EXERCISE: Set down every entry once more, exactly as it appears.

(Saved data entries)
________________

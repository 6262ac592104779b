use crate::collectors::{DEFAULT_COMMAND_RATE, DEFAULT_FLEET_RATE, MeasurementMethod, validate_rate};
use crate::utils::errors::MonitoringError;
use envconfig::Envconfig;
use log::LevelFilter;
use std::collections::HashMap;
use std::path::PathBuf;
use std::str::FromStr;
use std::time::Duration;

#[derive(Envconfig, Clone, Debug)]
pub struct Config {
    #[envconfig(from = "EMT_POLLING_INTERVAL", default = "1")]
    pub polling_interval: EnvSecsDuration,

    #[envconfig(from = "EMT_MEASUREMENT_METHOD", default = "hardware")]
    pub measurement_method: MeasurementMethod,

    /// Units per second for the simulated strategy. Unset means the
    /// deployment default (MWh/s for the fleet, J/s for a single command).
    #[envconfig(from = "EMT_CONSUMPTION_RATE")]
    pub consumption_rate: Option<f64>,

    #[envconfig(from = "EMT_MAX_EXECUTION_TIME", default = "3600")]
    pub max_execution_time: EnvSecsDuration,

    /// Where final reports are written. Nothing is persisted when unset.
    #[envconfig(from = "EMT_OUTPUT_DIR")]
    pub output_dir: Option<PathBuf>,

    #[envconfig(from = "EMT_LOG_LEVEL", default = "info")]
    pub log_level: LevelFilter,
}

impl Default for Config {
    fn default() -> Self {
        Self {
            polling_interval: EnvSecsDuration(Duration::from_secs(1)),
            measurement_method: MeasurementMethod::Hardware,
            consumption_rate: None,
            max_execution_time: EnvSecsDuration(Duration::from_secs(3600)),
            output_dir: None,
            log_level: LevelFilter::Info,
        }
    }
}

/// Values supplied on the command line; `None` keeps the environment value.
#[derive(Debug, Clone, Default)]
pub struct Overrides {
    pub polling_interval: Option<f64>,
    pub measurement_method: Option<MeasurementMethod>,
    pub consumption_rate: Option<f64>,
    pub max_execution_time: Option<f64>,
    pub output_dir: Option<PathBuf>,
}

impl Config {
    /// Read `EMT_*` variables and validate the result.
    pub fn load() -> Result<Self, MonitoringError> {
        let config = Self::init_from_env().map_err(|e| MonitoringError::InvalidConfig(e.to_string()))?;
        config.validate()?;
        Ok(config)
    }

    pub fn load_from(vars: &HashMap<String, String>) -> Result<Self, MonitoringError> {
        let config = Self::init_from_hashmap(vars).map_err(|e| MonitoringError::InvalidConfig(e.to_string()))?;
        config.validate()?;
        Ok(config)
    }

    pub fn apply(mut self, overrides: Overrides) -> Result<Self, MonitoringError> {
        if let Some(secs) = overrides.polling_interval {
            self.polling_interval = EnvSecsDuration::from_secs_f64(secs)?;
        }
        if let Some(method) = overrides.measurement_method {
            self.measurement_method = method;
        }
        if let Some(rate) = overrides.consumption_rate {
            self.consumption_rate = Some(rate);
        }
        if let Some(secs) = overrides.max_execution_time {
            self.max_execution_time = EnvSecsDuration::from_secs_f64(secs)?;
        }
        if let Some(dir) = overrides.output_dir {
            self.output_dir = Some(dir);
        }
        self.validate()?;
        Ok(self)
    }

    pub fn validate(&self) -> Result<(), MonitoringError> {
        if self.polling_interval.0.is_zero() {
            return Err(MonitoringError::InvalidConfig(
                "polling interval must be greater than zero".to_string(),
            ));
        }
        if let Some(rate) = self.consumption_rate {
            validate_rate(rate)?;
        }
        Ok(())
    }

    pub fn fleet_rate(&self) -> f64 {
        self.consumption_rate.unwrap_or(DEFAULT_FLEET_RATE)
    }

    pub fn command_rate(&self) -> f64 {
        self.consumption_rate.unwrap_or(DEFAULT_COMMAND_RATE)
    }
}

/// Duration given in (possibly fractional) seconds.
#[derive(Debug, Clone, Copy, PartialEq, Eq)]
pub struct EnvSecsDuration(pub Duration);

impl EnvSecsDuration {
    pub fn from_secs_f64(secs: f64) -> Result<Self, MonitoringError> {
        if !secs.is_finite() || secs < 0.0 {
            return Err(MonitoringError::InvalidConfig(format!(
                "duration must be a non-negative number of seconds, got {}",
                secs
            )));
        }
        Duration::try_from_secs_f64(secs)
            .map(EnvSecsDuration)
            .map_err(|e| MonitoringError::InvalidConfig(format!("duration of {} seconds is out of range: {}", secs, e)))
    }
}

impl FromStr for EnvSecsDuration {
    type Err = MonitoringError;

    fn from_str(s: &str) -> Result<Self, Self::Err> {
        let secs = s
            .trim()
            .parse::<f64>()
            .map_err(|_| MonitoringError::InvalidConfig(format!("'{}' is not a number of seconds", s)))?;
        Self::from_secs_f64(secs)
    }
}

________________

EXERCISE RESULT:
repository 6262ac592104779b
use crate::collectors::{DEFAULT_COMMAND_RATE, DEFAULT_FLEET_RATE, MeasurementMethod, validate_rate};
use crate::utils::errors::MonitoringError;
use envconfig::Envconfig;
use log::LevelFilter;
use std::collections::HashMap;
use std::path::PathBuf;
use std::str::FromStr;
use std::time::Duration;

#[derive(Envconfig, Clone, Debug)]
pub struct Config {
    #[envconfig(from = "EMT_POLLING_INTERVAL", default = "1")]
    pub polling_interval: EnvSecsDuration,

    #[envconfig(from = "EMT_MEASUREMENT_METHOD", default = "hardware")]
    pub measurement_method: MeasurementMethod,

    /// Units per second for the simulated strategy. Unset means the
    /// deployment default (MWh/s for the fleet, J/s for a single command).
    #[envconfig(from = "EMT_CONSUMPTION_RATE")]
    pub consumption_rate: Option<f64>,

    #[envconfig(from = "EMT_MAX_EXECUTION_TIME", default = "3600")]
    pub max_execution_time: EnvSecsDuration,

    /// Where final reports are written. Nothing is persisted when unset.
    #[envconfig(from = "EMT_OUTPUT_DIR")]
    pub output_dir: Option<PathBuf>,

    #[envconfig(from = "EMT_LOG_LEVEL", default = "info")]
    pub log_level: LevelFilter,
}

impl Default for Config {
    fn default() -> Self {
        Self {
            polling_interval: EnvSecsDuration(Duration::from_secs(1)),
            measurement_method: MeasurementMethod::Hardware,
            consumption_rate: None,
            max_execution_time: EnvSecsDuration(Duration::from_secs(3600)),
            output_dir: None,
            log_level: LevelFilter::Info,
        }
    }
}

/// Values supplied on the command line; `None` keeps the environment value.
#[derive(Debug, Clone, Default)]
pub struct Overrides {
    pub polling_interval: Option<f64>,
    pub measurement_method: Option<MeasurementMethod>,
    pub consumption_rate: Option<f64>,
    pub max_execution_time: Option<f64>,
    pub output_dir: Option<PathBuf>,
}

impl Config {
    /// Read `EMT_*` variables and validate the result.
    pub fn load() -> Result<Self, MonitoringError> {
        let config = Self::init_from_env().map_err(|e| MonitoringError::InvalidConfig(e.to_string()))?;
        config.validate()?;
        Ok(config)
    }

    pub fn load_from(vars: &HashMap<String, String>) -> Result<Self, MonitoringError> {
        let config = Self::init_from_hashmap(vars).map_err(|e| MonitoringError::InvalidConfig(e.to_string()))?;
        config.validate()?;
        Ok(config)
    }

    pub fn apply(mut self, overrides: Overrides) -> Result<Self, MonitoringError> {
        if let Some(secs) = overrides.polling_interval {
            self.polling_interval = EnvSecsDuration::from_secs_f64(secs)?;
        }
        if let Some(method) = overrides.measurement_method {
            self.measurement_method = method;
        }
        if let Some(rate) = overrides.consumption_rate {
            self.consumption_rate = Some(rate);
        }
        if let Some(secs) = overrides.max_execution_time {
            self.max_execution_time = EnvSecsDuration::from_secs_f64(secs)?;
        }
        if let Some(dir) = overrides.output_dir {
            self.output_dir = Some(dir);
        }
        self.validate()?;
        Ok(self)
    }

    pub fn validate(&self) -> Result<(), MonitoringError> {
        if self.polling_interval.0.is_zero() {
            return Err(MonitoringError::InvalidConfig(
                "polling interval must be greater than zero".to_string(),
            ));
        }
        if let Some(rate) = self.consumption_rate {
            validate_rate(rate)?;
        }
        Ok(())
    }

    pub fn fleet_rate(&self) -> f64 {
        self.consumption_rate.unwrap_or(DEFAULT_FLEET_RATE)
    }

    pub fn command_rate(&self) -> f64 {
        self.consumption_rate.unwrap_or(DEFAULT_COMMAND_RATE)
    }
}

/// Duration given in (possibly fractional) seconds.
#[derive(Debug, Clone, Copy, PartialEq, Eq)]
pub struct EnvSecsDuration(pub Duration);

impl EnvSecsDuration {
    pub fn from_secs_f64(secs: f64) -> Result<Self, MonitoringError> {
        if !secs.is_finite() || secs < 0.0 {
            return Err(MonitoringError::InvalidConfig(format!(
                "duration must be a non-negative number of seconds, got {}",
                secs
            )));
        }
        Duration::try_from_secs_f64(secs)
            .map(EnvSecsDuration)
            .map_err(|e| MonitoringError::InvalidConfig(format!("duration of {} seconds is out of range: {}", secs, e)))
    }
}

impl FromStr for EnvSecsDuration {
    type Err = MonitoringError;

    fn from_str(s: &str) -> Result<Self, Self::Err> {
        let secs = s
            .trim()
            .parse::<f64>()
            .map_err(|_| MonitoringError::InvalidConfig(format!("'{}' is not a number of seconds", s)))?;
        Self::from_secs_f64(secs)
    }
}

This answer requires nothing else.